All too often, leaders zero in on metrics—deals closed, deadlines met, outputs delivered—without addressing the team dynamics that actually drive those results. Effective leadership starts by creating the right conditions: clear expectations, psychological safety, and strong communication. These are the elements that shape a team culture where people feel empowered to contribute and collaborate.

Whole Brain® Thinking helps teams understand how each person thinks, decides, and collaborates. When that awareness becomes part of how your team operates, you unlock a smarter, more agile way to work.

What Makes a High Performing Team?

Ask 10 executives what defines a great team, and you’ll get 10 versions of "results." But the truth is, to understand what makes a high performing team, you have to go deeper.

They thrive under pressure not because they're perfect, but because their culture supports collaboration, learning, and resilience. These teams don’t avoid conflict; they know how to navigate it. They aren’t just aligned on tasks; they’re aligned in purpose.

The key characteristics of high-performing teams include clarity of purpose, accountability, a growth mindset, and the ability to leverage a variety of perspectives. They understand that innovation comes from diverse perspectives and that long-term success depends on how well people adapt and grow together. Under strong, effective leadership, these dynamics transform a group of individuals into a unified, high-impact team.

6 Essential Qualities of High Performing Teams

Every high-performing team operates a little differently, but they all share a similar foundation. These six traits represent the key characteristics that drive performance across industries, team sizes, and work models.

Shared Purpose and Clarity of Goals

A successful team starts with purpose. High-performing teams are grounded in a clear mission and united by a common goal. They know what they’re working toward and why it matters. Using frameworks like OKRs or SMART goals helps translate that purpose into clear direction. This alignment makes it easier for teams to stay focused and make faster, better decisions.

Clear Roles and Accountability

Teams can’t function if no one knows who’s responsible for what. High-performing teams define roles and responsibilities early, and they revisit them often. By assigning clear ownership, creating team norms, and establishing workflows, they eliminate ambiguity and enable each team leader and member to contribute with confidence. Accountability becomes part of the process, not just an afterthought.

Psychological Safety

Fostering a culture where team members feel safe to speak up is essential to team health and innovation. In high-performing teams, psychological safety enables learning, problem-solving, and resilience. When leaders model vulnerability and openness, they create space for candor and disagreement. This helps teams navigate tension, learn from failure, and maintain momentum.
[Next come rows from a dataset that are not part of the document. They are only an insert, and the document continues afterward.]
use naakt_core::{
    find_closest, pattern_catalog, ColorSlot, Fault, HexColor, HostDocument, HostError,
    InMemoryDocument, MaterialProvisioner, PresentationConfig, ProvisionError,
};

fn document() -> InMemoryDocument {
    let mut doc = InMemoryDocument::new();
    doc.add_fill_pattern("<Solid fill>", true);
    doc.add_fill_pattern("Beton", false);
    doc.add_fill_pattern("Hout - langs", false);
    doc.add_material("Staal");
    doc.add_material("Houten kozijn");
    doc.add_material_with_asset("Hout", "Hout render");
    doc
}

#[test]
fn matcher_prefers_exact_over_prefix_over_none() {
    let doc = document();
    let materials = doc.materials().expect("materials should succeed");
    let found = find_closest("hout", &materials).expect("a candidate should match");
    assert_eq!(found.candidate.name, "Hout");
    assert_eq!(found.score, 10);
}

#[test]
fn matcher_reports_no_match_for_empty_document() {
    let doc = InMemoryDocument::new();
    let materials = doc.materials().expect("materials should succeed");
    assert!(find_closest("hout", &materials).is_none());
}

#[test]
fn create_duplicates_source_and_applies_presentation() {
    let mut doc = document();
    let catalog = pattern_catalog(&doc).expect("pattern_catalog should succeed");
    let mut presentation = PresentationConfig::default();
    presentation.surface_pattern = catalog.id_of("Hout - langs");
    presentation.set_color(ColorSlot::CutForeground, HexColor::rgb(0x35, 0x0E, 0x35));

    let report = MaterialProvisioner::new(&mut doc)
        .create("hout", "hout_eiken_vloer", &presentation)
        .expect("create should succeed");
    assert_eq!(report.source_name, "Hout");
    assert!(report.asset_duplicated);
    assert!(report.diagnostics.is_empty());

    let created = doc.material_by_name("hout_eiken_vloer").expect("material should exist");
    let asset = created.appearance_asset.expect("copy should carry an asset");
    assert_eq!(doc.asset_name(asset), Some("hout_eiken_vloer"));

    let surface_fg = created.slot(ColorSlot::SurfaceForeground);
    assert_eq!(surface_fg.pattern, catalog.id_of("Hout - langs"));
    assert_eq!(surface_fg.color, Some(HexColor::rgb(0x32, 0x32, 0x32)));

    for slot in [ColorSlot::SurfaceBackground, ColorSlot::CutBackground] {
        assert_eq!(created.slot(slot).pattern, catalog.solid);
    }
    assert_eq!(created.slot(ColorSlot::CutForeground).pattern, None);
    assert_eq!(
        created.slot(ColorSlot::CutForeground).color,
        Some(HexColor::rgb(0x35, 0x0E, 0x35))
    );
    assert_eq!(
        created.slot(ColorSlot::CutBackground).color,
        Some(HexColor::rgb(0xB4, 0xB4, 0xB4))
    );
    assert_eq!(doc.committed_transactions(), ["NAA.K.T. Materiaal aanmaken"]);
}

#[test]
fn existing_name_is_rejected_before_any_mutation() {
    let mut doc = document();
    doc.add_material("beton_generiek_wand");
    let before = doc.material_count();

    let err = MaterialProvisioner::new(&mut doc)
        .create("beton", "beton_generiek_wand", &PresentationConfig::default())
        .expect_err("create should be rejected");
    assert_eq!(
        err,
        ProvisionError::AlreadyExists("beton_generiek_wand".to_string())
    );
    assert_eq!(doc.material_count(), before);
    assert!(!doc.in_transaction());
    assert!(doc.committed_transactions().is_empty());
}

#[test]
fn name_check_is_case_sensitive() {
    let mut doc = document();
    doc.add_material("Beton_Generiek_Wand");
    let report = MaterialProvisioner::new(&mut doc)
        .create("beton", "beton_generiek_wand", &PresentationConfig::default())
        .expect("create should succeed");
    assert_eq!(report.name, "beton_generiek_wand");
}

#[test]
fn empty_document_has_no_source() {
    let mut doc = InMemoryDocument::new();
    let err = MaterialProvisioner::new(&mut doc)
        .create("beton", "beton_generiek_wand", &PresentationConfig::default())
        .expect_err("create should be rejected");
    assert_eq!(err, ProvisionError::NoSourceMaterial);
    assert_ne!(err.user_message(), ProvisionError::AlreadyExists(String::new()).user_message());
}

#[test]
fn failure_mid_duplication_rolls_back() {
    let mut doc = document();
    let materials_before = doc.material_count();
    let assets_before = doc.asset_count();
    doc.inject_fault(Fault::SetPatternColor);

    let err = MaterialProvisioner::new(&mut doc)
        .create("hout", "hout_generiek_vloer", &PresentationConfig::default())
        .expect_err("create should be rejected");
    assert!(matches!(err, ProvisionError::Host(HostError::Operation(_))));
    assert_eq!(doc.material_count(), materials_before);
    assert_eq!(doc.asset_count(), assets_before);
    assert!(doc.material_by_name("hout_generiek_vloer").is_none());
    assert!(!doc.in_transaction());
}

#[test]
fn failed_material_duplicate_leaves_document_unchanged() {
    let mut doc = document();
    let before = doc.material_count();
    doc.inject_fault(Fault::DuplicateMaterial);

    let err = MaterialProvisioner::new(&mut doc)
        .create("hout", "hout_generiek_vloer", &PresentationConfig::default())
        .expect_err("create should be rejected");
    assert!(matches!(err, ProvisionError::Host(_)));
    assert_eq!(doc.material_count(), before);
}

#[test]
fn asset_failure_is_tolerated_with_diagnostic() {
    let mut doc = document();
    doc.inject_fault(Fault::DuplicateAsset);

    let report = MaterialProvisioner::new(&mut doc)
        .create("hout", "hout_generiek_vloer", &PresentationConfig::default())
        .expect("create should succeed");
    assert!(!report.asset_duplicated);
    assert_eq!(report.diagnostics.len(), 1);

    let created = doc.material_by_name("hout_generiek_vloer").expect("material should exist");
    let source = doc.material_by_name("Hout").expect("material should exist");
    assert_eq!(created.appearance_asset, source.appearance_asset);
}

#[test]
fn missing_solid_pattern_keeps_background_patterns() {
    let mut doc = InMemoryDocument::new();
    doc.add_fill_pattern("Hatch", false);
    doc.add_material("Glas");

    let report = MaterialProvisioner::new(&mut doc)
        .create("glas", "glas_generiek_raam", &PresentationConfig::default())
        .expect("create should succeed");
    assert_eq!(report.diagnostics.len(), 1);
    let created = doc.material(report.material).expect("material should exist");
    assert_eq!(created.slot(ColorSlot::SurfaceBackground).pattern, None);
}

#[test]
fn provisioner_works_through_trait_objects() {
    let mut doc = document();
    let host: &mut dyn HostDocument = &mut doc;
    let plan = MaterialProvisioner::new(host)
        .plan("metaal", "metaal_generiek_kozijn")
        .expect("plan should succeed");
    assert_eq!(plan.source.name, "Staal");
    assert!(!plan.fallback_source);
}

#[test]
fn failed_asset_assignment_is_tolerated_with_diagnostic() {
    let mut doc = document();
    doc.inject_fault(Fault::SetAppearanceAsset);
    let materials_before = doc.material_count();

    let report = MaterialProvisioner::new(&mut doc)
        .create("hout", "hout_generiek_vloer", &PresentationConfig::default())
        .expect("asset assignment failure should not abort creation");
    assert!(!report.asset_duplicated);
    assert_eq!(report.diagnostics.len(), 1);
    assert_eq!(doc.material_count(), materials_before + 1);

    let created = doc
        .material_by_name("hout_generiek_vloer")
        .expect("material should be committed");
    let source = doc.material_by_name("Hout").expect("source should remain");
    assert_eq!(created.appearance_asset, source.appearance_asset);
    assert_eq!(doc.committed_transactions(), ["NAA.K.T. Materiaal aanmaken"]);
}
Strong Communication and Feedback Culture

High-performing teams engage in effective communication across multiple channels, blending structured meetings with informal touchpoints. They prioritize transparency, listen actively, and use feedback to grow. When feedback becomes a natural part of the workday, it fuels accountability and adaptability.

Range of Cognitive Preferences and Trust

One of the most overlooked drivers of team success is how well people understand each other’s thinking styles. The HBDI® assessment helps teams recognize different thinking preferences and build empathy around it. Whole Brain® Thinking makes it easier to assign tasks, make decisions, and build trust across work styles. When teams effectively embrace these differences, they collaborate with less friction and more creativity.

Growth Mindset and Continuous Learning

The best teams never believe they’ve arrived. Instead, they focus on continuous learning, reflecting, adapting, and leveling up over time. They seek feedback, share lessons learned, and support one another’s development. This growth mindset is essential for long-term performance and innovation.

[HG] Internal image_6 Essential Qualities of High Performing Teams

 

How to Build a High Performing Team: Step-by-Step Approach

Using this high performance team model, you can learn how to build a high performing team in practice. This six-step process helps any leader begin (or restart) their team-building journey.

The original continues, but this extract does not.